(Collected data entries)

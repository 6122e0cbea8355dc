use std::{fmt, str::FromStr};

use chrono::{DateTime, Datelike, Duration, FixedOffset, TimeZone, Timelike};
use serde::{Deserialize, Serialize};

use crate::{
    clock::{DayOfWeek, WallTime},
    error::RecordError,
};

pub trait TaskArgs: Clone + fmt::Display + FromStr {}

impl<T: Clone + fmt::Display + FromStr> TaskArgs for T {}

#[derive(Debug, Clone, Copy, PartialEq, Eq, PartialOrd, Ord, Hash, Serialize, Deserialize)]
#[serde(try_from = "String", into = "String")]
pub struct TaskTime {
    pub hour: u8,
    pub minute: u8,
}

impl TaskTime {
    pub fn new(hour: u8, minute: u8) -> Option<Self> {
        (hour < 24 && minute < 60).then_some(Self { hour, minute })
    }

    pub fn minutes_of_day(self) -> u16 {
        u16::from(self.hour) * 60 + u16::from(self.minute)
    }

    pub fn matches(self, now: &WallTime) -> bool {
        self.hour == now.hour && self.minute == now.minute
    }
}

impl fmt::Display for TaskTime {
    fn fmt(&self, f: &mut fmt::Formatter<'_>) -> fmt::Result {
        write!(f, "{:02}:{:02}", self.hour, self.minute)
    }
}

impl FromStr for TaskTime {
    type Err = RecordError;

    fn from_str(raw: &str) -> Result<Self, Self::Err> {
        let (hour, minute) = raw
            .trim()
            .split_once(':')
            .ok_or_else(|| RecordError::field("time", raw))?;
        let hour = hour
            .parse::<u8>()
            .map_err(|_| RecordError::field("hour", hour))?;
        let minute = minute
            .parse::<u8>()
            .map_err(|_| RecordError::field("minute", minute))?;
        Self::new(hour, minute).ok_or_else(|| RecordError::field("time", raw))
    }
}

impl TryFrom<String> for TaskTime {
    type Error = RecordError;

    fn try_from(raw: String) -> Result<Self, Self::Error> {
        raw.parse()
    }
}

impl From<TaskTime> for String {
    fn from(time: TaskTime) -> Self {
        time.to_string()
    }
}

/// Seven day-of-week flags, bit `n` for [`DayOfWeek::index`] `n`.
///
/// The text form lists the days Monday first: `1111100` is Monday to Friday.
#[derive(Debug, Clone, Copy, PartialEq, Eq, Hash, Default, Serialize, Deserialize)]
#[serde(try_from = "String", into = "String")]
pub struct RepeatMask(u8);

impl RepeatMask {
    const TEXT_ORDER: [DayOfWeek; 7] = [
        DayOfWeek::Mon,
        DayOfWeek::Tue,
        DayOfWeek::Wed,
        DayOfWeek::Thu,
        DayOfWeek::Fri,
        DayOfWeek::Sat,
        DayOfWeek::Sun,
    ];

    pub const fn empty() -> Self {
        Self(0)
    }

    pub const fn all() -> Self {
        Self(0x7f)
    }

    pub fn from_days(days: &[DayOfWeek]) -> Self {
        let mut mask = Self::empty();
        for day in days {
            mask.insert(*day);
        }
        mask
    }

    pub fn insert(&mut self, day: DayOfWeek) {
        self.0 |= 1 << day.index();
    }

    pub fn remove(&mut self, day: DayOfWeek) {
        self.0 &= !(1 << day.index());
    }

    pub fn contains(self, day: DayOfWeek) -> bool {
        self.0 & (1 << day.index()) != 0
    }

    pub fn is_empty(self) -> bool {
        self.0 == 0
    }

    pub fn days(self) -> Vec<DayOfWeek> {
        DayOfWeek::ALL
            .into_iter()
            .filter(|day| self.contains(*day))
            .collect()
    }
}

impl fmt::Display for RepeatMask {
    fn fmt(&self, f: &mut fmt::Formatter<'_>) -> fmt::Result {
        for day in Self::TEXT_ORDER {
            f.write_str(if self.contains(day) { "1" } else { "0" })?;
        }
        Ok(())
    }
}

impl FromStr for RepeatMask {
    type Err = RecordError;

    fn from_str(raw: &str) -> Result<Self, Self::Err> {
        if raw.len() != 7 {
            return Err(RecordError::field("repeat mask", raw));
        }

        let mut mask = Self::empty();
        for (day, flag) in Self::TEXT_ORDER.into_iter().zip(raw.chars()) {
            match flag {
                '1' => mask.insert(day),
                '0' => {}
                _ => return Err(RecordError::field("repeat mask", raw)),
            }
        }
        Ok(mask)
    }
}

impl TryFrom<String> for RepeatMask {
    type Error = RecordError;

    fn try_from(raw: String) -> Result<Self, Self::Error> {
        raw.parse()
    }
}

impl From<RepeatMask> for String {
    fn from(mask: RepeatMask) -> Self {
        mask.to_string()
    }
}

#[derive(Debug, Clone, PartialEq, Serialize, Deserialize)]
pub struct ScheduledTask<A> {
    pub id: u8,
    pub time: TaskTime,
    pub repeat: RepeatMask,
    pub enabled: bool,
    pub executed: bool,
    pub args: A,
}

impl<A> ScheduledTask<A> {
    pub fn new(time: TaskTime, repeat: RepeatMask, args: A) -> Self {
        Self {
            id: 0,
            time,
            repeat,
            enabled: true,
            executed: false,
            args,
        }
    }

    pub fn is_due(&self, now: &WallTime) -> bool {
        self.enabled && self.repeat.contains(now.weekday) && self.time.matches(now)
    }

    /// Epoch seconds of the next slot strictly after `now`.
    pub fn next_run_epoch(&self, now: DateTime<FixedOffset>) -> Option<i64> {
        if !self.enabled || self.repeat.is_empty() {
            return None;
        }

        let today = DayOfWeek::from_chrono(now.weekday());
        let now_minutes = now.hour() as u16 * 60 + now.minute() as u16;

        for day_offset in 0..=7_i64 {
            let day = DayOfWeek::from_index(today.index() + day_offset as usize);
            if !self.repeat.contains(day) {
                continue;
            }
            if day_offset == 0 && self.time.minutes_of_day() <= now_minutes {
                continue;
            }

            let date = now.date_naive() + Duration::days(day_offset);
            let Some(naive) =
                date.and_hms_opt(u32::from(self.time.hour), u32::from(self.time.minute), 0)
            else {
                continue;
            };

            if let Some(candidate) = now.offset().from_local_datetime(&naive).single() {
                return Some(candidate.timestamp());
            }
        }

        None
    }
}

impl<A: fmt::Display> fmt::Display for ScheduledTask<A> {
    /// `id|hour|minute|mask|args|enabled|executed`
    fn fmt(&self, f: &mut fmt::Formatter<'_>) -> fmt::Result {
        write!(
            f,
            "{}|{}|{}|{}|{}|{}|{}",
            self.id,
            self.time.hour,
            self.time.minute,
            self.repeat,
            self.args,
            u8::from(self.enabled),
            u8::from(self.executed)
        )
    }
}

impl<A: FromStr> FromStr for ScheduledTask<A> {
    type Err = RecordError;

    fn from_str(record: &str) -> Result<Self, Self::Err> {
        let fields: Vec<&str> = record.trim_end_matches(['\r', '\n']).split('|').collect();
        let [id, hour, minute, mask, args, enabled, executed] = fields[..] else {
            return Err(RecordError::FieldCount(fields.len()));
        };

        let id = parse_number("id", id)?;
        if id == 0 {
            return Err(RecordError::field("id", "0"));
        }

        let hour = parse_number("hour", hour)?;
        let minute = parse_number("minute", minute)?;
        let time = TaskTime::new(hour, minute)
            .ok_or_else(|| RecordError::field("time", &format!("{hour}:{minute}")))?;

        let repeat = mask.parse::<RepeatMask>()?;
        let enabled = parse_flag("enabled", enabled)?;
        let executed = parse_flag("executed", executed)?;

        if args.is_empty() {
            return Err(RecordError::Args(String::new()));
        }
        let args = args
            .parse::<A>()
            .map_err(|_| RecordError::Args(args.to_string()))?;

        Ok(Self {
            id,
            time,
            repeat,
            enabled,
            executed,
            args,
        })
    }
}

fn parse_number(field: &'static str, raw: &str) -> Result<u8, RecordError> {
    raw.parse::<u8>()
        .map_err(|_| RecordError::field(field, raw))
}

fn parse_flag(field: &'static str, raw: &str) -> Result<bool, RecordError> {
    match raw {
        "0" => Ok(false),
        "1" => Ok(true),
        _ => Err(RecordError::field(field, raw)),
    }
}

#[cfg(test)]
mod tests {
    use pretty_assertions::assert_eq;

    use super::*;

    fn fixed_time(day: u32, hour: u32, minute: u32) -> DateTime<FixedOffset> {
        FixedOffset::east_opt(7 * 3600)
            .unwrap()
            .with_ymd_and_hms(2026, 1, day, hour, minute, 0)
            .unwrap()
    }

    fn task(record: &str) -> ScheduledTask<String> {
        record.parse().unwrap()
    }

    #[test]
    fn record_round_trips_field_by_field() {
        let parsed = task("5|7|30|1111100|10-0-5|1|0");

        assert_eq!(parsed.id, 5);
        assert_eq!(parsed.time, TaskTime::new(7, 30).unwrap());
        assert!(parsed.repeat.contains(DayOfWeek::Mon));
        assert!(parsed.repeat.contains(DayOfWeek::Fri));
        assert!(!parsed.repeat.contains(DayOfWeek::Sat));
        assert!(!parsed.repeat.contains(DayOfWeek::Sun));
        assert_eq!(parsed.args, "10-0-5");
        assert!(parsed.enabled);
        assert!(!parsed.executed);
        assert_eq!(parsed.to_string(), "5|7|30|1111100|10-0-5|1|0");
    }

    #[test]
    fn malformed_records_are_rejected_whole() {
        let cases = [
            ("5|7|30|1111100|10-0-5|1", RecordError::FieldCount(6)),
            ("5|7|30|1111100|10-0-5|1|0|9", RecordError::FieldCount(8)),
            ("0|7|30|1111100|a|1|0", RecordError::field("id", "0")),
            ("x|7|30|1111100|a|1|0", RecordError::field("id", "x")),
            ("5|24|0|1111100|a|1|0", RecordError::field("time", "24:0")),
            ("5|7|30|11111|a|1|0", RecordError::field("repeat mask", "11111")),
            ("5|7|30|11111x0|a|1|0", RecordError::field("repeat mask", "11111x0")),
            ("5|7|30|1111100||1|0", RecordError::Args(String::new())),
            ("5|7|30|1111100|a|yes|0", RecordError::field("enabled", "yes")),
        ];

        for (record, expected) in cases {
            assert_eq!(record.parse::<ScheduledTask<String>>(), Err(expected), "{record}");
        }
    }

    #[test]
    fn mask_text_is_monday_first() {
        let weekend = RepeatMask::from_days(&[DayOfWeek::Sat, DayOfWeek::Sun]);

        assert_eq!(weekend.to_string(), "0000011");
        assert_eq!(weekend.days(), vec![DayOfWeek::Sun, DayOfWeek::Sat]);
        assert_eq!("0000011".parse::<RepeatMask>().unwrap(), weekend);
        assert_eq!(RepeatMask::all().to_string(), "1111111");
    }

    #[test]
    fn parses_hh_mm() {
        assert_eq!("06:05".parse::<TaskTime>().unwrap(), TaskTime::new(6, 5).unwrap());
        assert!("6".parse::<TaskTime>().is_err());
        assert!("23:60".parse::<TaskTime>().is_err());
        assert_eq!(TaskTime::new(6, 5).unwrap().to_string(), "06:05");
    }

    #[test]
    fn due_only_in_slot_on_enabled_days() {
        let mut watering = task("5|7|0|1000000|a|1|0");
        let monday_7 = WallTime::from_datetime(&fixed_time(5, 7, 0), true);
        let monday_701 = WallTime::from_datetime(&fixed_time(5, 7, 1), true);
        let tuesday_7 = WallTime::from_datetime(&fixed_time(6, 7, 0), true);

        assert!(watering.is_due(&monday_7));
        assert!(!watering.is_due(&monday_701));
        assert!(!watering.is_due(&tuesday_7));

        watering.enabled = false;
        assert!(!watering.is_due(&monday_7));
    }

    #[test]
    fn next_run_skips_to_following_enabled_day() {
        // Jan 5, 2026 is a Monday.
        let watering = task("5|7|0|0010000|a|1|0");

        let next = watering.next_run_epoch(fixed_time(5, 9, 0)).unwrap();

        assert_eq!(next, fixed_time(7, 7, 0).timestamp());
    }

    #[test]
    fn next_run_wraps_to_same_weekday() {
        let watering = task("5|7|0|1000000|a|1|0");

        let next = watering.next_run_epoch(fixed_time(5, 7, 0)).unwrap();

        assert_eq!(next, fixed_time(12, 7, 0).timestamp());
    }

    #[test]
    fn json_uses_text_forms() {
        let watering = task("5|7|0|1000000|a|1|0");

        let json = serde_json::to_value(&watering).unwrap();

        assert_eq!(json["time"], "07:00");
        assert_eq!(json["repeat"], "1000000");
        let back: ScheduledTask<String> = serde_json::from_value(json).unwrap();
        assert_eq!(back, watering);
    }
}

Directions
Please report every line of the records above that contains the word "false".

Reply
            executed: false,
        "0" => Ok(false),
        watering.enabled = false;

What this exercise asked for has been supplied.